» Work order:
Among the entries below, please repeat exactly and only the lines from the line containing "for trade close-state" to the line containing "rather than writing", both lines included.

» Dataset entries:
◆ ◆ ◆ ◆ ◆ ◆ ◆

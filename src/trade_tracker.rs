// =============================================================================
// Trade Tracker — sole serial writer for trade close-state
// =============================================================================
//
// Every path that can close a trade (the SL/TP monitor, the scheduler's
// ghost-trade sweep, a manual close) funnels through `close_trade` here
// rather than writing to the `trades` table directly. A `tokio::Mutex`
// serializes the read-modify-write so two concurrent closers racing on the
// same trade id can't both compute P&L and double-count counters; the
// underlying `close_trade` SQL is also guarded by `WHERE status = 'open'`
// as a second line of defense, but the counter/notification side effects
// here are not idempotent and must not run twice.

use std::sync::Arc;

use chrono::{NaiveDate, Utc};
use rust_decimal::Decimal;
use tokio::sync::Mutex;
use tracing::{info, instrument};
use uuid::Uuid;

use crate::app_state::AppState;
use crate::execution::cancel_opposite_leg;
use crate::types::{ExitReason, Notification, NotificationType, Trade};

pub struct TradeTracker {
    write_lock: Mutex<()>,
}

impl TradeTracker {
    pub fn new() -> Self {
        Self {
            write_lock: Mutex::new(()),
        }
    }

    /// Close `trade` at `exit_price`, cancel its paired protective leg
    /// best-effort, update the owning subscription's rolling counters, roll
    /// the daily P&L snapshot, and emit a notification. Returns `true` if
    /// this call performed the close, `false` if the trade was already
    /// closed by a concurrent caller.
    #[instrument(skip(self, state, trade), fields(trade_id = %trade.id))]
    pub async fn close_trade(
        &self,
        state: &Arc<AppState>,
        trade: &Trade,
        exit_price: Decimal,
        reason: ExitReason,
    ) -> anyhow::Result<bool> {
        let _guard = self.write_lock.lock().await;

        let pnl_usd = compute_pnl(trade, exit_price);
        let pnl_pct = if trade.entry_price.is_zero() {
            Decimal::ZERO
        } else {
            (pnl_usd / (trade.entry_price * trade.entry_quantity)) * Decimal::from(100)
        };

        let affected = state
            .db
            .close_trade(trade.id, exit_price, trade.entry_quantity, reason, pnl_usd, pnl_pct)
            .await?;

        if affected == 0 {
            // Another caller already closed this trade between our read and
            // this write; nothing left to do.
            return Ok(false);
        }

        let venue = state
            .db
            .get_exchange_account(trade.exchange_account_id)
            .await?
            .map(|account| account.venue);
        if let Some(adapter) = venue.and_then(|v| state.exchange_registry.get(v)) {
            let opposite_leg = match reason {
                ExitReason::StopLoss => trade.tp_order_id.as_deref(),
                ExitReason::TakeProfit => trade.sl_order_id.as_deref(),
                _ => None,
            };
            cancel_opposite_leg(&adapter, &trade.symbol, opposite_leg).await;
        }

        if let Some(mut sub) = state.db.get_subscription(trade.subscription_id).await? {
            sub.counters.current_positions = sub.counters.current_positions.saturating_sub(1);
            sub.counters.total_pnl_usd += pnl_usd;
            sub.counters.current_daily_loss_usd = (sub.counters.current_daily_loss_usd - pnl_usd).max(Decimal::ZERO);
            if pnl_usd.is_sign_positive() {
                sub.counters.win_count += 1;
            } else {
                sub.counters.loss_count += 1;
            }
            state.db.apply_subscription_counters(&sub).await?;
            self.roll_daily_snapshot(state, &sub, pnl_usd, pnl_usd.is_sign_positive()).await?;

            let notification = Notification {
                id: Uuid::new_v4(),
                user_id: sub.user_id,
                kind: if pnl_usd.is_sign_positive() {
                    NotificationType::Success
                } else {
                    NotificationType::Warning
                },
                category: "trade_closed".to_string(),
                title: format!("{} closed", trade.symbol),
                message: format!("{} closed via {reason} with P&L {pnl_usd} USD", trade.symbol),
                metadata: None,
                created_at: Utc::now(),
            };
            state.db.insert_notification(&notification).await?;
        }

        state.increment_version();
        info!(trade_id = %trade.id, %reason, %pnl_usd, "trade closed");
        Ok(true)
    }

    async fn roll_daily_snapshot(
        &self,
        state: &Arc<AppState>,
        sub: &crate::types::Subscription,
        pnl_usd: Decimal,
        is_win: bool,
    ) -> anyhow::Result<()> {
        let today: NaiveDate = Utc::now().date_naive();
        let snapshot = crate::types::DailyPnlSnapshot {
            subscription_id: sub.id,
            user_id: sub.user_id,
            bot_id: sub.bot_id,
            snapshot_date: today,
            daily_pnl_usd: pnl_usd,
            cumulative_pnl_usd: sub.counters.total_pnl_usd,
            daily_wins: is_win as u32,
            daily_losses: (!is_win) as u32,
            cumulative_wins: sub.counters.win_count,
            cumulative_losses: sub.counters.loss_count,
            win_rate_pct: win_rate_pct(sub.counters.win_count, sub.counters.loss_count),
        };
        state.db.upsert_daily_snapshot(&snapshot).await
    }
}

impl Default for TradeTracker {
    fn default() -> Self {
        Self::new()
    }
}

fn win_rate_pct(wins: u32, losses: u32) -> Decimal {
    let total = wins + losses;
    if total == 0 {
        return Decimal::ZERO;
    }
    Decimal::from(wins) * Decimal::from(100) / Decimal::from(total)
}

fn compute_pnl(trade: &Trade, exit_price: Decimal) -> Decimal {
    let delta = match trade.direction {
        crate::types::Direction::Long => exit_price - trade.entry_price,
        crate::types::Direction::Short => trade.entry_price - exit_price,
    };
    delta * trade.entry_quantity
}

#[cfg(test)]
mod tests {
    use super::*;
    use rust_decimal_macros::dec;
    use uuid::Uuid;

    fn sample_trade(direction: crate::types::Direction, entry: Decimal, qty: Decimal) -> Trade {
        Trade {
            id: Uuid::new_v4(),
            subscription_id: Uuid::new_v4(),
            user_id: Uuid::new_v4(),
            signal_execution_id: None,
            exchange_account_id: Uuid::new_v4(),
            symbol: "BTCUSDT".into(),
            side: crate::types::Side::Buy,
            direction,
            entry_price: entry,
            entry_quantity: qty,
            entry_time: Utc::now(),
            sl_order_id: None,
            tp_order_id: None,
            exit_price: None,
            exit_quantity: None,
            exit_time: None,
            exit_reason: None,
            pnl_usd: None,
            pnl_pct: None,
            is_winner: None,
            status: crate::types::TradeStatus::Open,
        }
    }

    #[test]
    fn pnl_positive_for_long_on_price_increase() {
        let trade = sample_trade(crate::types::Direction::Long, dec!(100), dec!(2));
        assert_eq!(compute_pnl(&trade, dec!(110)), dec!(20));
    }

    #[test]
    fn pnl_positive_for_short_on_price_decrease() {
        let trade = sample_trade(crate::types::Direction::Short, dec!(100), dec!(2));
        assert_eq!(compute_pnl(&trade, dec!(90)), dec!(20));
    }

    #[test]
    fn win_rate_is_zero_with_no_trades() {
        assert_eq!(win_rate_pct(0, 0), Decimal::ZERO);
    }

    #[test]
    fn win_rate_rounds_to_expected_fraction() {
        assert_eq!(win_rate_pct(3, 1), dec!(75));
    }
}
pub struct PersistenceGateway {
    pool: SqlitePool,
}

// ---------------------------------------------------------------------------
// Small parse helpers shared by every row conversion below.
// ---------------------------------------------------------------------------

fn parse_uuid(s: &str) -> Result<Uuid> {
    Uuid::parse_str(s).with_context(|| format!("invalid uuid '{s}' in row"))
}

fn parse_ts(s: &str) -> Result<DateTime<Utc>> {
    DateTime::parse_from_rfc3339(s)
        .map(|dt| dt.with_timezone(&Utc))
        .with_context(|| format!("invalid timestamp '{s}' in row"))
}

fn parse_dec(s: &str) -> Result<Decimal> {
    Decimal::from_str(s).with_context(|| format!("invalid decimal '{s}' in row"))
}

◆ ◆ ◆ ◆ ◆ ◆ ◆

» Answer to the problem:
// Trade Tracker — sole serial writer for trade close-state
// =============================================================================
//
// Every path that can close a trade (the SL/TP monitor, the scheduler's
// ghost-trade sweep, a manual close) funnels through `close_trade` here
// rather than writing to the `trades` table directly. A `tokio::Mutex`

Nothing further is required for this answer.